Small publishers thrive as Google targets corporate content schemes

Small publishers thrive as Google targets corporate content schemes

In my recent post about ‘black hat’ SEO, I mentioned that bloggers are better off taking the high road instead of resorting to dirty tricks. I briefly discussed how a number of leading publishers, including Forbes, The Wall Street Journal, and CNN were recently penalized by Google for site reputation abuse. While it’s a cautionary tale about the dangers of corporate greed, it also represents an inflection point that can tip the balance in favor of smaller publishers.

What is SEO and why does it matter?

When most of us search the web, we rely on search engines to act as our guides through the never-ending expanse of cyberspace. We tell them what we’re looking for, and they present us with a list of (hopefully) relevant results, with the ones at the top being the ones the search engine thinks will be the most useful to you. To create these rankings, the search engine has to analyze each potential result. SEO is all about helping search engines understand your content.

The light side of SEO focuses on the strategic use of keywords and links, both internal and external. However, there is a dark side that focuses on deception and dishonesty. These tactics may be tempting, you’re better off sticking to the lighter side. Sky-high visitor numbers won’t matter in the long run if the bulk of your audience feels like you’ve tricked them.

Google’s crackdown on reputation abuse

So why, exactly, did Forbes et al get in trouble? The issue is that they were using third-party vendors to generate passive income via affiliate marketing. For example, according to Mark Stenberg and Paul Hiebert of AdWeek, “while CNN Underscored recommends products under the CNN name, the operation is powered by the third-party company Forbes Marketplace. The two parties then split the resulting revenue.”??

Google takes a dim view of this approach to SEO, arguing that it leads to a bad search experience for users. This is because most readers won’t realize that they’re being served third-party content, which gives that material a deceptive patina of credibility even though its connection to the hosting site is often tenuous at best.?

Forbes is known for its coverage of the business world, yet thanks to these tactics, it came to dominate searches such as “best CBD gummies” and “how to get rid of roaches.’ When people search for these terms and see the Forbes name associated with the results, they’ll naturally assume that these recommendations are trustworthy. In reality, it’s a sham. These reviews aren’t actually the work of Forbes’ journalists–they’re the work of an outside team that just happens to have the Forbes name slapped on top (there’s a reason this approach is often labeled ‘parasite SEO’!)

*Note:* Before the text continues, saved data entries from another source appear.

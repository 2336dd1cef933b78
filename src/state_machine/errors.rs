//! # State Machine Error Types
//!
//! Structured errors for illegal transition attempts, kept separate from the
//! crate-level error so the store can report exactly which write was refused.

use thiserror::Error;

#[derive(Error, Debug, Clone, PartialEq)]
pub enum StateMachineError {
    #[error("Invalid transition from {from} on event {event}")]
    InvalidTransition { from: String, event: String },

    #[error("Internal state machine error: {0}")]
    Internal(String),
}

pub type StateMachineResult<T> = std::result::Result<T, StateMachineError>;
//! # Task Dispatcher
//!
//! Asynchronous execution seam between the orchestrator and processor
//! implementations. The orchestrator submits [`DispatchMessage`]s and reacts
//! to [`ProcessorResultMessage`]s; all retry handling lives on this side of
//! the seam, so the orchestrator only ever sees terminal outcomes plus
//! informational per-attempt retry reports.

pub mod errors;
pub mod in_process;
pub mod message;
pub mod task_dispatcher;

pub use errors::DispatchError;
pub use in_process::InProcessDispatcher;
pub use message::{
    DispatchMessage, DispatchMetadata, ProcessorExecutionStatus, ProcessorResultMessage,
};
pub use task_dispatcher::TaskDispatcher;
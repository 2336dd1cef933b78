// State machine module for event-flow orchestration
//
// Pure state/event/transition definitions for flows and processors. Transition
// application lives in the run state store, which is the only writer.

pub mod errors;
pub mod events;
pub mod states;
pub mod transitions;

// Re-export main types for convenient access
pub use errors::StateMachineError;
pub use events::ProcessorEvent;
pub use states::{FlowState, ProcessorStatus};
pub use transitions::determine_target_status;
//! # Processor Transition Table
//!
//! Pure `(status, event) -> status` resolution for processor state changes.
//! The run state store consults this table before every write, so an illegal
//! transition (for example a duplicate completion callback) is refused at the
//! single choke point instead of being scattered across orchestration code.

use super::errors::{StateMachineError, StateMachineResult};
use super::events::ProcessorEvent;
use super::states::ProcessorStatus;

/// Determine the target status for a processor event
pub fn determine_target_status(
    current: ProcessorStatus,
    event: &ProcessorEvent,
) -> StateMachineResult<ProcessorStatus> {
    use ProcessorStatus::*;

    let target = match (current, event) {
        // Dispatch claims a pending processor
        (Pending, ProcessorEvent::Dispatch) => InProgress,

        // Completion, from an active attempt (first or retried)
        (InProgress | RetriableError, ProcessorEvent::Complete { error: None, .. }) => Completed,
        (InProgress | RetriableError, ProcessorEvent::Complete { error: Some(_), .. }) => {
            CompletedWithError
        }

        // Transient failure; overwritten on each retry attempt
        (InProgress | RetriableError, ProcessorEvent::RetriableFail(_)) => RetriableError,

        // Critical failure, or forced abort of a never-dispatched processor
        (Pending | InProgress | RetriableError, ProcessorEvent::Abort(_)) => Aborted,

        // Retry budget exhausted
        (InProgress | RetriableError, ProcessorEvent::ExhaustRetries(_)) => Error,

        (from, event) => {
            return Err(StateMachineError::InvalidTransition {
                from: from.to_string(),
                event: event.event_type().to_string(),
            })
        }
    };

    Ok(target)
}

#[cfg(test)]
mod tests {
    use super::*;
    use crate::models::FailureDetail;

    fn detail() -> FailureDetail {
        FailureDetail::new("boom", Some("trace".to_string()))
    }

    #[test]
    fn test_dispatch_claims_pending_only() {
        assert_eq!(
            determine_target_status(ProcessorStatus::Pending, &ProcessorEvent::Dispatch).unwrap(),
            ProcessorStatus::InProgress
        );
        assert!(
            determine_target_status(ProcessorStatus::InProgress, &ProcessorEvent::Dispatch)
                .is_err()
        );
        assert!(
            determine_target_status(ProcessorStatus::Completed, &ProcessorEvent::Dispatch)
                .is_err()
        );
    }

    #[test]
    fn test_completion_paths() {
        let success = ProcessorEvent::Complete {
            result: Default::default(),
            error: None,
        };
        let degraded = ProcessorEvent::Complete {
            result: Default::default(),
            error: Some(detail()),
        };

        assert_eq!(
            determine_target_status(ProcessorStatus::InProgress, &success).unwrap(),
            ProcessorStatus::Completed
        );
        assert_eq!(
            determine_target_status(ProcessorStatus::RetriableError, &success).unwrap(),
            ProcessorStatus::Completed
        );
        assert_eq!(
            determine_target_status(ProcessorStatus::InProgress, &degraded).unwrap(),
            ProcessorStatus::CompletedWithError
        );
    }

    #[test]
    fn test_duplicate_completion_refused() {
        let success = ProcessorEvent::Complete {
            result: Default::default(),
            error: None,
        };
        assert!(determine_target_status(ProcessorStatus::Completed, &success).is_err());
        assert!(determine_target_status(ProcessorStatus::Aborted, &success).is_err());
    }

    #[test]
    fn test_retriable_failure_loops() {
        let event = ProcessorEvent::RetriableFail(detail());
        assert_eq!(
            determine_target_status(ProcessorStatus::InProgress, &event).unwrap(),
            ProcessorStatus::RetriableError
        );
        // A second transient failure overwrites the first
        assert_eq!(
            determine_target_status(ProcessorStatus::RetriableError, &event).unwrap(),
            ProcessorStatus::RetriableError
        );
    }

    #[test]
    fn test_abort_from_pending_and_active() {
        let event = ProcessorEvent::Abort(Some(detail()));
        assert_eq!(
            determine_target_status(ProcessorStatus::Pending, &event).unwrap(),
            ProcessorStatus::Aborted
        );
        assert_eq!(
            determine_target_status(ProcessorStatus::InProgress, &event).unwrap(),
            ProcessorStatus::Aborted
        );
        assert!(determine_target_status(ProcessorStatus::Completed, &event).is_err());
    }

    #[test]
    fn test_retry_exhaustion() {
        let event = ProcessorEvent::ExhaustRetries(detail());
        assert_eq!(
            determine_target_status(ProcessorStatus::RetriableError, &event).unwrap(),
            ProcessorStatus::Error
        );
        assert!(determine_target_status(ProcessorStatus::Pending, &event).is_err());
    }
}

After rolling out their new policy, the search rankings of many of the leading affiliate businesses took a dive. According to AdWeek, between September 12 and October 31, search visibility declined 43% at Forbes Advisor, 77% at WSJ Buy-Side, 63% at CNN Underscored, 72% at Fortune Recommends, and 97% at Time Stamped (though it’s worth noting that the change only affected the affiliate businesses rather than the main domains). AdWeek estimates the loss in visibility could cost these companies a total of $7.5 million.

This is part of a wider move by Google to spotlight genuinely useful content and deemphasize content that only focuses on search-engine optimization. In the words of Danny Sullivan, Google’s Search Liaison, “our goal is if you're doing good content, we [want] you to be successful.”

Of course, not everyone is a fan of Google’s new policy. Lars Lofgren notes that the use of third-party content is quite widespread as many companies prefer to outsource the work of content creation. He argues that Google’s approach is too broad and could end up affecting perfectly legitimate content.??